[Records contained in a dataset]
::::

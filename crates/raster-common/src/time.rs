//! Time windows and bin policies.
//!
//! A run's temporal axis is a contiguous, regular sequence of bins covering
//! the requested window. Dekads are calendar dekads: days 1-10, 11-20 and
//! 21 through the end of the month, so the third dekad of a month is 8 to
//! 11 days long.

use crate::error::CompositingError;
use chrono::{DateTime, Datelike, Duration, TimeZone, Utc};
use serde::{Deserialize, Serialize};

/// The requested time window of a run, half-open `[start, end)`.
#[derive(Debug, Clone, Copy, PartialEq, Eq, Serialize, Deserialize)]
pub struct TimeWindow {
    pub start: DateTime<Utc>,
    pub end: DateTime<Utc>,
}

impl TimeWindow {
    pub fn new(start: DateTime<Utc>, end: DateTime<Utc>) -> Self {
        Self { start, end }
    }

    pub fn contains(&self, dt: &DateTime<Utc>) -> bool {
        dt >= &self.start && dt < &self.end
    }
}

impl std::fmt::Display for TimeWindow {
    fn fmt(&self, f: &mut std::fmt::Formatter<'_>) -> std::fmt::Result {
        write!(
            f,
            "{}/{}",
            self.start.format("%Y-%m-%dT%H:%M:%SZ"),
            self.end.format("%Y-%m-%dT%H:%M:%SZ")
        )
    }
}

/// One temporal bin, half-open `[start, end)`.
#[derive(Debug, Clone, Copy, PartialEq, Eq, Serialize, Deserialize)]
pub struct BinPeriod {
    pub start: DateTime<Utc>,
    pub end: DateTime<Utc>,
}

impl BinPeriod {
    pub fn new(start: DateTime<Utc>, end: DateTime<Utc>) -> Self {
        Self { start, end }
    }

    pub fn contains(&self, dt: &DateTime<Utc>) -> bool {
        dt >= &self.start && dt < &self.end
    }

    /// Midpoint of the bin, used for day-of-year style derivations.
    pub fn midpoint(&self) -> DateTime<Utc> {
        self.start + (self.end - self.start) / 2
    }
}

impl std::fmt::Display for BinPeriod {
    fn fmt(&self, f: &mut std::fmt::Formatter<'_>) -> std::fmt::Result {
        write!(
            f,
            "{}/{}",
            self.start.format("%Y-%m-%d"),
            self.end.format("%Y-%m-%d")
        )
    }
}

/// How the time window is partitioned into bins.
#[derive(Debug, Clone, Copy, PartialEq, Eq, Serialize, Deserialize)]
#[serde(rename_all = "lowercase")]
pub enum BinPolicy {
    /// Fixed-length bins of N days, anchored at the window start.
    #[serde(rename = "fixed_days")]
    FixedDays(u32),
    /// Calendar dekads (1-10, 11-20, 21-end of month).
    Dekadal,
}

impl BinPolicy {
    /// Partition a window into a contiguous, gapless bin sequence.
    ///
    /// Bins are generated for the whole window even where no source data
    /// exists; the gap-fill policy, not omission, handles empty stretches.
    /// The final bin may extend past the window end to keep the sequence
    /// regular. Fails if the window is inverted or cannot hold one full
    /// bin.
    pub fn bin_periods(&self, window: &TimeWindow) -> Result<Vec<BinPeriod>, CompositingError> {
        if window.start >= window.end {
            return Err(CompositingError::InvalidWindow {
                start: window.start.to_rfc3339(),
                end: window.end.to_rfc3339(),
            });
        }

        let bins = match self {
            BinPolicy::FixedDays(days) => {
                if *days == 0 {
                    return Err(CompositingError::InvalidPolicy(
                        "fixed-day bin length must be at least 1 day".to_string(),
                    ));
                }
                let step = Duration::days(*days as i64);
                let mut bins = Vec::new();
                let mut start = window.start;
                while start < window.end {
                    bins.push(BinPeriod::new(start, start + step));
                    start += step;
                }
                bins
            }
            BinPolicy::Dekadal => {
                let mut bins = Vec::new();
                let mut start = dekad_start(window.start);
                while start < window.end {
                    let end = next_dekad_start(start);
                    bins.push(BinPeriod::new(start, end));
                    start = end;
                }
                bins
            }
        };

        // At least one bin must lie fully inside the window, otherwise the
        // policy conflicts with the window.
        let any_full = bins
            .iter()
            .any(|b| b.start >= window.start && b.end <= window.end);
        if !any_full {
            return Err(CompositingError::WindowTooShort {
                window: window.to_string(),
                policy: self.to_string(),
            });
        }

        Ok(bins)
    }
}

impl std::fmt::Display for BinPolicy {
    fn fmt(&self, f: &mut std::fmt::Formatter<'_>) -> std::fmt::Result {
        match self {
            BinPolicy::FixedDays(days) => write!(f, "{days}-day"),
            BinPolicy::Dekadal => write!(f, "dekadal"),
        }
    }
}

/// Start of the calendar dekad containing `dt`.
fn dekad_start(dt: DateTime<Utc>) -> DateTime<Utc> {
    let day = match dt.day() {
        1..=10 => 1,
        11..=20 => 11,
        _ => 21,
    };
    Utc.with_ymd_and_hms(dt.year(), dt.month(), day, 0, 0, 0)
        .unwrap()
}

/// Start of the calendar dekad after the one beginning at `start`.
fn next_dekad_start(start: DateTime<Utc>) -> DateTime<Utc> {
    match start.day() {
        1 => Utc
            .with_ymd_and_hms(start.year(), start.month(), 11, 0, 0, 0)
            .unwrap(),
        11 => Utc
            .with_ymd_and_hms(start.year(), start.month(), 21, 0, 0, 0)
            .unwrap(),
        _ => {
            let (year, month) = if start.month() == 12 {
                (start.year() + 1, 1)
            } else {
                (start.year(), start.month() + 1)
            };
            Utc.with_ymd_and_hms(year, month, 1, 0, 0, 0).unwrap()
        }
    }
}

#[cfg(test)]
mod tests {
    use super::*;

    fn dt(y: i32, m: u32, d: u32) -> DateTime<Utc> {
        Utc.with_ymd_and_hms(y, m, d, 0, 0, 0).unwrap()
    }

    #[test]
    fn test_fixed_day_bins_are_regular() {
        let window = TimeWindow::new(dt(2023, 3, 1), dt(2023, 3, 31));
        let bins = BinPolicy::FixedDays(10).bin_periods(&window).unwrap();
        assert_eq!(bins.len(), 3);
        for pair in bins.windows(2) {
            assert_eq!(pair[0].end, pair[1].start);
            assert_eq!(pair[1].end - pair[1].start, Duration::days(10));
        }
    }

    #[test]
    fn test_fixed_day_last_bin_extends_past_window() {
        let window = TimeWindow::new(dt(2023, 3, 1), dt(2023, 3, 25));
        let bins = BinPolicy::FixedDays(10).bin_periods(&window).unwrap();
        assert_eq!(bins.len(), 3);
        assert_eq!(bins[2].end, dt(2023, 3, 31));
    }

    #[test]
    fn test_window_shorter_than_bin_fails() {
        let window = TimeWindow::new(dt(2023, 3, 1), dt(2023, 3, 5));
        let err = BinPolicy::FixedDays(10).bin_periods(&window).unwrap_err();
        assert!(matches!(err, CompositingError::WindowTooShort { .. }));
    }

    #[test]
    fn test_inverted_window_fails() {
        let window = TimeWindow::new(dt(2023, 3, 5), dt(2023, 3, 1));
        let err = BinPolicy::Dekadal.bin_periods(&window).unwrap_err();
        assert!(matches!(err, CompositingError::InvalidWindow { .. }));
    }

    #[test]
    fn test_zero_day_policy_fails() {
        let window = TimeWindow::new(dt(2023, 3, 1), dt(2023, 3, 31));
        let err = BinPolicy::FixedDays(0).bin_periods(&window).unwrap_err();
        assert!(matches!(err, CompositingError::InvalidPolicy(_)));
    }

    #[test]
    fn test_dekadal_bins_follow_calendar() {
        let window = TimeWindow::new(dt(2023, 2, 5), dt(2023, 3, 15));
        let bins = BinPolicy::Dekadal.bin_periods(&window).unwrap();
        // Feb 1-10 (containing window start), 11-20, 21-Mar 1, Mar 1-10, 11-20.
        assert_eq!(bins.len(), 5);
        assert_eq!(bins[0].start, dt(2023, 2, 1));
        assert_eq!(bins[2].start, dt(2023, 2, 21));
        assert_eq!(bins[2].end, dt(2023, 3, 1));
        assert_eq!(bins[3].end, dt(2023, 3, 11));
        // Contiguous.
        for pair in bins.windows(2) {
            assert_eq!(pair[0].end, pair[1].start);
        }
    }

    #[test]
    fn test_dekadal_third_dekad_of_december() {
        let window = TimeWindow::new(dt(2023, 12, 21), dt(2024, 1, 1));
        let bins = BinPolicy::Dekadal.bin_periods(&window).unwrap();
        assert_eq!(bins.len(), 1);
        assert_eq!(bins[0].start, dt(2023, 12, 21));
        assert_eq!(bins[0].end, dt(2024, 1, 1));
    }

    #[test]
    fn test_bin_midpoint() {
        let bin = BinPeriod::new(dt(2023, 3, 1), dt(2023, 3, 11));
        assert_eq!(bin.midpoint(), dt(2023, 3, 6));
    }
}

::::

The lines that contain the word "push" are wanted; copy each of them from the records.

                    bins.push(BinPeriod::new(start, start + step));
                    bins.push(BinPeriod::new(start, end));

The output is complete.